(Beginning of DATA SUPPLIED)
/// Full equality: primitive comparison, strings by content, then
/// `__eq` when both operands are tables or both are userdata.
pub fn equal_values(rt: &mut Runtime, a: Value, b: Value) -> RtResult<bool> {
    let primitive = match (&a, &b) {
        (Value::Str(x), Value::Str(y)) => crate::lstr::str_eq(&rt.heap, *x, *y),
        _ => a.raw_eq_non_string(&b),
    };
    if primitive {
        return Ok(true);
    }
    let both_tables = matches!((&a, &b), (Value::Table(_), Value::Table(_)));
    let both_userdata = matches!((&a, &b), (Value::Userdata(_), Value::Userdata(_)));
    if !(both_tables || both_userdata) {
        return Ok(false);
    }
    let tm = {
        let t = rt.tm_of(&a, Tm::Eq);
        if t.is_nil() { rt.tm_of(&b, Tm::Eq) } else { t }
    };
    if tm.is_nil() {
        return Ok(false);
    }
    let res = rt.th().top;
    rt.ensure_stack(1)?;
    call_tm_res(rt, tm, a, b, res)?;
    Ok(rt.th().stack[res].truthy())
}

// ======================================================================
// Length and concatenation
// ======================================================================

pub fn object_len(rt: &mut Runtime, v: Value, res: usize) -> RtResult<()> {
    match v {
        Value::Str(s) => {
            let n = rt.str_bytes(s).len() as i64;
            rt.th_mut().stack[res] = Value::Int(n);
            Ok(())
        }
        Value::Table(t) => {
            let tm = rt.tm_of(&v, Tm::Len);
            if tm.is_nil() {
                let n = rt.heap.table(t).length();
                rt.th_mut().stack[res] = Value::Int(n);
                Ok(())
            } else {
                call_tm_res(rt, tm, v, v, res)
            }
        }
        _ => {
            let tm = rt.tm_of(&v, Tm::Len);
            if tm.is_nil() {
                return Err(ldebug::op_error(rt, &v, "get length of"));
            }
            call_tm_res(rt, tm, v, v, res)
        }
    }
}

fn concatable(v: &Value) -> bool {
    matches!(v, Value::Str(_) | Value::Int(_) | Value::Float(_))
}

/// Concatenate the top `total` stack values into one, fusing runs of
/// strings/numbers and dispatching `__concat` elsewhere. The result
/// replaces them at the first slot.
pub fn concat_stack(rt: &mut Runtime, mut total: usize) -> RtResult<()> {
    debug_assert!(total >= 2);
    while total > 1 {
        let top = rt.th().top;
        let n;
        let a = rt.th().stack[top - 2];
        let b = rt.th().stack[top - 1];
        let first_ok = concatable(&a);
        let second_ok = concatable(&b);
        if !(first_ok && second_ok) {
            let tm = {
                let t = rt.tm_of(&a, Tm::Concat);
                if t.is_nil() { rt.tm_of(&b, Tm::Concat) } else { t }
            };
            if tm.is_nil() {
                let culprit = if first_ok { b } else { a };
                return Err(ldebug::op_error(rt, &culprit, "concatenate"));
            }
            call_tm_res(rt, tm, a, b, top - 2)?;
            n = 2;
        } else if is_empty_str(rt, &b) {
            tostring_coerce(rt, top - 2);
            n = 2;
        } else if is_empty_str(rt, &a) {
            rt.th_mut().stack[top - 2] = b;
            n = 2;
        } else {
            // Fuse the longest run of coercible operands below top.
            let mut count = 1;
            tostring_coerce(rt, top - 1);
            while count < total && tostring_coerce(rt, top - count - 1) {
                count += 1;
            }
            let mut buf = Vec::new();
            for i in (0..count).rev() {
                let v = rt.th().stack[top - 1 - i];
                match v {
                    Value::Str(s) => buf.extend_from_slice(rt.str_bytes(s)),
                    _ => unreachable!("coerced above"),
                }
            }
            let s = rt.new_string(&buf);
            rt.th_mut().stack[top - count] = Value::Str(s);
            n = count;
        }
        total -= n - 1;
        rt.th_mut().top -= n - 1;
    }
    Ok(())
}

fn is_empty_str(rt: &Runtime, v: &Value) -> bool {
    matches!(v, Value::Str(s) if rt.str_bytes(*s).is_empty())
}

// ======================================================================
// Indexing
// ======================================================================

/// `res := t[key]`, walking the `__index` chain.
pub fn index_get(rt: &mut Runtime, t: Value, key: Value, res: usize) -> RtResult<()> {
    let mut t = t;
    for _ in 0..MAX_META_CHAIN {
        if let Value::Table(tr) = t {
            let raw = rt.table_get(tr, &key);
            if !raw.is_nil() {
                rt.th_mut().stack[res] = raw;
                return Ok(());
            }
            let tm = rt.tm_of(&t, Tm::Index);
            if tm.is_nil() {
                rt.th_mut().stack[res] = Value::Nil;
                return Ok(());
            }
            if is_function(&tm) {
                return call_tm_res(rt, tm, t, key, res);
            }
            t = tm;
        } else {
            let tm = rt.tm_of(&t, Tm::Index);
            if tm.is_nil() {
                return Err(ldebug::index_error(rt, &t, &key));
            }
            if is_function(&tm) {
                return call_tm_res(rt, tm, t, key, res);
            }
            t = tm;
        }
    }
    Err(ldebug::run_error(rt, "'__index' chain too long; possible loop".into()))
}

/// `t[key] = value`, walking the `__newindex` chain.
pub fn index_set(rt: &mut Runtime, t: Value, key: Value, value: Value) -> RtResult<()> {
    let mut t = t;
    for _ in 0..MAX_META_CHAIN {
        if let Value::Table(tr) = t {
            let raw = rt.table_get(tr, &key);
            if !raw.is_nil() {
                // Existing entries are updated raw, hooks unconsulted.
                return raw_set_checked(rt, tr, key, value);
            }
            let tm = rt.tm_of(&t, Tm::NewIndex);
            if tm.is_nil() {
                return raw_set_checked(rt, tr, key, value);
            }
            if is_function(&tm) {
                return call_tm_nores(rt, tm, t, key, value);
            }
            t = tm;
        } else {
            let tm = rt.tm_of(&t, Tm::NewIndex);
            if tm.is_nil() {
                return Err(ldebug::index_error(rt, &t, &key));
            }
            if is_function(&tm) {
                return call_tm_nores(rt, tm, t, key, value);
            }
            t = tm;
        }
    }
    Err(ldebug::run_error(rt, "'__newindex' chain too long; possible loop".into()))
}

/// Raw table store mapping key errors to runtime errors.
pub fn raw_set_checked(
    rt: &mut Runtime,
    t: crate::heap::TableRef,
    key: Value,
    value: Value,
) -> RtResult<()> {
    match rt.table_set(t, key, value) {
        Ok(()) => Ok(()),
        Err(crate::table::TableError::NilIndex) => {
            Err(ldebug::run_error(rt, "table index is nil".into()))
        }
        Err(crate::table::TableError::NanIndex) => {
            Err(ldebug::run_error(rt, "table index is NaN".into()))
        }
    }
}

#[cfg(test)]
mod tests {
    use super::*;

    #[test]
    fn mixed_comparisons_avoid_rounding() {
        // 2^63 as a float equals 2^63, which is > i64::MAX.
        assert!(num_lt(Number::Int(i64::MAX), Number::Float(TWO_POW_63)));
        assert!(!num_lt(Number::Float(TWO_POW_63), Number::Int(i64::MAX)));
        assert!(num_le(Number::Int(5), Number::Float(5.0)));
        assert!(num_lt(Number::Int(3), Number::Float(3.5)));
        assert!(!num_lt(Number::Int(4), Number::Float(3.5)));
        assert!(num_lt(Number::Float(3.5), Number::Int(4)));
        assert!(!num_le(Number::Float(4.5), Number::Int(4)));
        assert!(!num_lt(Number::Int(1), Number::Float(f64::NAN)));
        assert!(!num_le(Number::Float(f64::NAN), Number::Int(1)));
        assert!(num_lt(Number::Float(-TWO_POW_63 * 2.0), Number::Int(i64::MIN)));
    }
}
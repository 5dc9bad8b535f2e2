//! Whole-program compilation tests: representative source shapes must
//! compile, and malformed ones must fail with positioned messages.

use selune_compiler::compile;

fn ok(src: &str) {
    if let Err(e) = compile(src.as_bytes(), b"=t") {
        panic!("expected {src:?} to compile, got: {e}");
    }
}

fn err(src: &str) -> String {
    match compile(src.as_bytes(), b"=t") {
        Ok(_) => panic!("expected {src:?} to fail"),
        Err(e) => e.to_string(),
    }
}

#[test]
fn statement_forms() {
    ok("");
    ok(";;;");
    ok("do end");
    ok("local a");
    ok("local a, b, c = 1, 2");
    ok("a = 1");
    ok("a, b = b, a");
    ok("a.b.c = 1");
    ok("a[1][2] = 3");
    ok("f()");
    ok("f(1)(2)(3)");
    ok("f 'string-arg'");
    ok("f {table = 'arg'}");
    ok("obj:method()");
    ok("obj.field:method(1, 2)");
    ok("return");
    ok("return 1");
    ok("return 1, 2, 3;");
    ok("while x do f() end");
    ok("repeat f() until x");
    ok("if a then f() elseif b then g() else h() end");
    ok("for i = 1, 10 do end");
    ok("for i = 10, 1, -2 do end");
    ok("for k, v in pairs(t) do end");
    ok("for a, b, c, d in iter do end");
    ok("function f() end");
    ok("function a.b.c:m() end");
    ok("local function f() return f() end");
    ok("goto done ::done::");
    ok("break_free = 1"); // not a keyword prefix issue
}

#[test]
fn expression_forms() {
    ok("return 1 + 2 * 3 ^ -4 % 5 // 6 - 7 / 8");
    ok("return a .. b .. c");
    ok("return a == b, a ~= b, a < b, a <= b, a > b, a >= b");
    ok("return a and b or c");
    ok("return not not x");
    ok("return #t, -x, ~n");
    ok("return 1 & 2 | 3 ~ 4 << 5 >> 6");
    ok("return {}");
    ok("return {1, 2; 3, x = 4, [y] = 5, f()}");
    ok("return function(a, b, ...) return ... end");
    ok("return (f())");
    ok("return a.b.c[d].e");
    ok("return 0x7fffffffffffffff, 1e100, .5, 0x.8p1");
    ok("return [[long]] .. [==[longer]==]");
}

#[test]
fn scoping_forms() {
    ok("local x local function f() return x end");
    ok("local x do local x = 2 end return x");
    ok("for i = 1, 2 do local j = i end");
    ok(r#"
        local upval = 0
        local function level1()
            local function level2()
                local function level3()
                    upval = upval + 1
                end
                level3()
            end
            level2()
        end
    "#);
}

#[test]
fn errors_are_positioned_and_descriptive() {
    assert!(err("local = 1").contains("<name> expected"));
    assert!(err("if x then").contains("'end' expected"));
    assert!(err("return 1 +").contains("unexpected symbol"));
    assert!(err("f(").contains("expected"));
    assert!(err("a = = 1").contains("unexpected symbol"));
    assert!(err("local a = [[unclosed").contains("unfinished long string"));
    assert!(err("::l:: ::l::").contains("already defined"));
    assert!(err("goto missing").contains("no visible label"));
    assert!(err("break").contains("break"));
    assert!(err("return ...").contains("vararg"));
    let msg = err("\n\n\nlocal = 1");
    assert!(msg.contains(":4:"), "line missing in {msg:?}");
}

#[test]
fn deep_nesting_hits_the_limit_not_the_stack() {
    let mut src = String::new();
    for _ in 0..300 {
        src.push_str("if x then ");
    }
    let msg = err(&src);
    assert!(msg.contains("too many syntax levels") || msg.contains("expected"), "got {msg:?}");

    let deep_parens = format!("return {}x{}", "(".repeat(300), ")".repeat(300));
    let msg = err(&deep_parens);
    assert!(msg.contains("too many syntax levels"), "got {msg:?}");
}

#[test]
fn register_budget_is_enforced() {
    // A single expression wide enough to exhaust the register file.
    let wide = format!("return {}", vec!["1"; 300].join(" .. "));
    let msg = err(&wide);
    assert!(
        msg.contains("too many registers") || msg.contains("too many"),
        "got {msg:?}"
    );
}

#[test]
fn too_many_locals_rejected() {
    let mut src = String::new();
    for i in 0..250 {
        src.push_str(&format!("local v{i} = {i}\n"));
    }
    let msg = err(&src);
    assert!(msg.contains("too many local variables"), "got {msg:?}");
}

#[test]
fn constant_dedup_across_function() {
    let p = compile(b"return 'k', 'k', 'k', 1, 1, 1.0", b"=t").unwrap();
    // One string, one int, one float.
    assert_eq!(p.constants.len(), 3);
}

#[test]
fn nested_protos_compile_in_place() {
    let p = compile(
        b"local function a() end local function b() local function c() end end",
        b"=t",
    )
    .unwrap();
    assert_eq!(p.protos.len(), 2);
    assert_eq!(p.protos[1].protos.len(), 1);
}

#[test]
fn chunk_compiles_to_dumpable_form() {
    let p = compile(b"local x = 1 return function() return x end", b"=t").unwrap();
    let bin = selune_core::dump_chunk(&p, false);
    let back = selune_core::undump_chunk(&bin).unwrap();
    assert_eq!(back, p);
}
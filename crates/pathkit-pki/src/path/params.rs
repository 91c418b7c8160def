//! Inputs of a validation run (RFC 5280 §6.1.1).

use std::collections::BTreeSet;
use std::fmt;
use std::sync::Arc;
use std::time::{SystemTime, UNIX_EPOCH};

use pathkit_utils::oid::Oid;

use super::CancellationToken;
use crate::cert_store::CertStore;
use crate::revocation::RevocationChecker;
use crate::x509::{
    Certificate, DistinguishedName, RsaVerifier, SignatureVerifier, SubjectPublicKeyInfo,
};

/// A trusted name and key, optionally carried by a certificate.
#[derive(Debug, Clone)]
pub struct TrustAnchor {
    pub name: DistinguishedName,
    pub public_key: SubjectPublicKeyInfo,
    pub certificate: Option<Certificate>,
}

impl TrustAnchor {
    pub fn new(name: DistinguishedName, public_key: SubjectPublicKeyInfo) -> Self {
        TrustAnchor {
            name,
            public_key,
            certificate: None,
        }
    }

    pub fn from_certificate(cert: Certificate) -> Self {
        TrustAnchor {
            name: cert.subject().clone(),
            public_key: cert.public_key().clone(),
            certificate: Some(cert),
        }
    }

    /// Whether `cert` is this anchor's certificate, or a self-signed
    /// certificate for the same name and key.
    pub(crate) fn is_represented_by(&self, cert: &Certificate) -> bool {
        if let Some(own) = &self.certificate {
            if own.to_der() == cert.to_der() {
                return true;
            }
        }
        cert.subject() == &self.name
            && cert.public_key().der() == self.public_key.der()
            && cert.is_self_issued()
    }
}

/// Configuration of path validation and path building.
#[derive(Clone)]
pub struct ValidationParameters {
    trust_anchors: Vec<TrustAnchor>,
    initial_policies: BTreeSet<Oid>,
    explicit_policy_required: bool,
    policy_mapping_inhibited: bool,
    any_policy_inhibited: bool,
    validation_time: Option<i64>,
    revocation_enabled: bool,
    revocation_mandatory: bool,
    revocation_checkers: Vec<Arc<dyn RevocationChecker>>,
    cert_stores: Vec<Arc<CertStore>>,
    supported_critical_extensions: BTreeSet<Oid>,
    acceptable_purposes: BTreeSet<Oid>,
    cancellation: Option<CancellationToken>,
    verifier: Arc<dyn SignatureVerifier>,
}

impl Default for ValidationParameters {
    fn default() -> Self {
        ValidationParameters {
            trust_anchors: Vec::new(),
            initial_policies: BTreeSet::new(),
            explicit_policy_required: false,
            policy_mapping_inhibited: false,
            any_policy_inhibited: false,
            validation_time: None,
            revocation_enabled: false,
            revocation_mandatory: false,
            revocation_checkers: Vec::new(),
            cert_stores: Vec::new(),
            supported_critical_extensions: BTreeSet::new(),
            acceptable_purposes: BTreeSet::new(),
            cancellation: None,
            verifier: Arc::new(RsaVerifier),
        }
    }
}

impl fmt::Debug for ValidationParameters {
    fn fmt(&self, f: &mut fmt::Formatter<'_>) -> fmt::Result {
        f.debug_struct("ValidationParameters")
            .field("trust_anchors", &self.trust_anchors.len())
            .field("initial_policies", &self.initial_policies)
            .field("explicit_policy_required", &self.explicit_policy_required)
            .field("policy_mapping_inhibited", &self.policy_mapping_inhibited)
            .field("any_policy_inhibited", &self.any_policy_inhibited)
            .field("validation_time", &self.validation_time)
            .field("revocation_enabled", &self.revocation_enabled)
            .field("revocation_mandatory", &self.revocation_mandatory)
            .field("revocation_checkers", &self.revocation_checkers.len())
            .field("cert_stores", &self.cert_stores.len())
            .finish_non_exhaustive()
    }
}

impl ValidationParameters {
    pub fn new() -> Self {
        Self::default()
    }

    pub fn add_trust_anchor(&mut self, anchor: TrustAnchor) -> &mut Self {
        self.trust_anchors.push(anchor);
        self
    }

    /// Trust a certificate's subject name and key.
    pub fn add_trusted_cert(&mut self, cert: Certificate) -> &mut Self {
        self.add_trust_anchor(TrustAnchor::from_certificate(cert))
    }

    /// The user-initial-policy-set. Empty means any policy.
    pub fn set_initial_policies(&mut self, policies: impl IntoIterator<Item = Oid>) -> &mut Self {
        self.initial_policies = policies.into_iter().collect();
        self
    }

    pub fn set_explicit_policy_required(&mut self, required: bool) -> &mut Self {
        self.explicit_policy_required = required;
        self
    }

    pub fn set_policy_mapping_inhibited(&mut self, inhibited: bool) -> &mut Self {
        self.policy_mapping_inhibited = inhibited;
        self
    }

    pub fn set_any_policy_inhibited(&mut self, inhibited: bool) -> &mut Self {
        self.any_policy_inhibited = inhibited;
        self
    }

    /// Validate at `time` (UNIX seconds) instead of the current time.
    pub fn set_validation_time(&mut self, time: i64) -> &mut Self {
        self.validation_time = Some(time);
        self
    }

    pub fn set_revocation_enabled(&mut self, enabled: bool) -> &mut Self {
        self.revocation_enabled = enabled;
        self
    }

    /// Make an undetermined revocation status an error instead of a
    /// notification.
    pub fn set_revocation_mandatory(&mut self, mandatory: bool) -> &mut Self {
        self.revocation_mandatory = mandatory;
        self
    }

    /// Append a checker. Checkers are consulted in insertion order.
    pub fn add_revocation_checker(&mut self, checker: Arc<dyn RevocationChecker>) -> &mut Self {
        self.revocation_checkers.push(checker);
        self
    }

    pub fn add_cert_store(&mut self, store: Arc<CertStore>) -> &mut Self {
        self.cert_stores.push(store);
        self
    }

    /// Accept a critical extension the validator does not process itself.
    pub fn add_supported_critical_extension(&mut self, oid: Oid) -> &mut Self {
        self.supported_critical_extensions.insert(oid);
        self
    }

    /// Require the end entity's extended key usage to allow `purpose`.
    /// With several purposes any one of them suffices.
    pub fn add_acceptable_purpose(&mut self, purpose: Oid) -> &mut Self {
        self.acceptable_purposes.insert(purpose);
        self
    }

    pub fn set_cancellation_token(&mut self, token: CancellationToken) -> &mut Self {
        self.cancellation = Some(token);
        self
    }

    pub fn set_signature_verifier(&mut self, verifier: Arc<dyn SignatureVerifier>) -> &mut Self {
        self.verifier = verifier;
        self
    }

    pub fn trust_anchors(&self) -> &[TrustAnchor] {
        &self.trust_anchors
    }

    pub fn initial_policies(&self) -> &BTreeSet<Oid> {
        &self.initial_policies
    }

    pub fn explicit_policy_required(&self) -> bool {
        self.explicit_policy_required
    }

    pub fn policy_mapping_inhibited(&self) -> bool {
        self.policy_mapping_inhibited
    }

    pub fn any_policy_inhibited(&self) -> bool {
        self.any_policy_inhibited
    }

    /// The configured time, or the current system time.
    pub fn validation_time(&self) -> i64 {
        self.validation_time.unwrap_or_else(|| {
            SystemTime::now()
                .duration_since(UNIX_EPOCH)
                .map(|d| d.as_secs() as i64)
                .unwrap_or(0)
        })
    }

    pub fn revocation_enabled(&self) -> bool {
        self.revocation_enabled
    }

    pub fn revocation_mandatory(&self) -> bool {
        self.revocation_mandatory
    }

    pub fn revocation_checkers(&self) -> &[Arc<dyn RevocationChecker>] {
        &self.revocation_checkers
    }

    pub fn cert_stores(&self) -> &[Arc<CertStore>] {
        &self.cert_stores
    }

    pub fn supported_critical_extensions(&self) -> &BTreeSet<Oid> {
        &self.supported_critical_extensions
    }

    pub fn acceptable_purposes(&self) -> &BTreeSet<Oid> {
        &self.acceptable_purposes
    }

    pub fn cancellation_token(&self) -> Option<&CancellationToken> {
        self.cancellation.as_ref()
    }

    pub(crate) fn is_cancelled(&self) -> bool {
        self.cancellation.as_ref().is_some_and(CancellationToken::is_cancelled)
    }

    pub fn signature_verifier(&self) -> &dyn SignatureVerifier {
        self.verifier.as_ref()
    }
}
//! Revocation checking against CRLs (RFC 5280 §6.3) and OCSP (RFC 6960).

mod crl;
mod ocsp;

pub use crl::{CrlChecker, CrlStore};
pub use ocsp::{OcspChecker, OcspResponder};

use crate::x509::{
    Certificate, DistinguishedName, RevocationReason, SignatureVerifier, SubjectPublicKeyInfo,
};

/// The answer of a single checker.
#[derive(Debug, Clone, PartialEq, Eq)]
pub enum RevocationStatus {
    Good,
    Revoked {
        time: i64,
        reason: Option<RevocationReason>,
    },
    /// No definitive answer; the string says why.
    Unknown(String),
}

impl RevocationStatus {
    pub fn is_definitive(&self) -> bool {
        !matches!(self, RevocationStatus::Unknown(_))
    }
}

/// The issuer of the certificate being checked, as known to the validator.
///
/// `certificate` is `None` when the issuer is a trust anchor given only as a
/// name and key.
#[derive(Debug, Clone, Copy)]
pub struct IssuerRef<'a> {
    pub name: &'a DistinguishedName,
    pub public_key: &'a SubjectPublicKeyInfo,
    pub certificate: Option<&'a Certificate>,
}

impl<'a> IssuerRef<'a> {
    pub fn from_certificate(cert: &'a Certificate) -> Self {
        IssuerRef {
            name: cert.subject(),
            public_key: cert.public_key(),
            certificate: Some(cert),
        }
    }
}

/// Determines whether a certificate was revoked at a given time.
pub trait RevocationChecker: Send + Sync {
    fn check(
        &self,
        cert: &Certificate,
        issuer: &IssuerRef<'_>,
        at: i64,
        verifier: &dyn SignatureVerifier,
    ) -> RevocationStatus;
}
(End of DATA SUPPLIED)
TO DO:
Repeat, exactly as they stand above, the lines from the line with "let back = selune_core::undump_chunk(&bin).unwrap();" to the line with "use crate::revocation::RevocationChecker;", both lines included.

RESULT FOR THIS EXERCISE:
    let back = selune_core::undump_chunk(&bin).unwrap();
    assert_eq!(back, p);
}
filename crates/pathkit-pki/src/path/params.rs
repository 91c418b7c8160def
//! Inputs of a validation run (RFC 5280 §6.1.1).

use std::collections::BTreeSet;
use std::fmt;
use std::sync::Arc;
use std::time::{SystemTime, UNIX_EPOCH};

use pathkit_utils::oid::Oid;

use super::CancellationToken;
use crate::cert_store::CertStore;
use crate::revocation::RevocationChecker;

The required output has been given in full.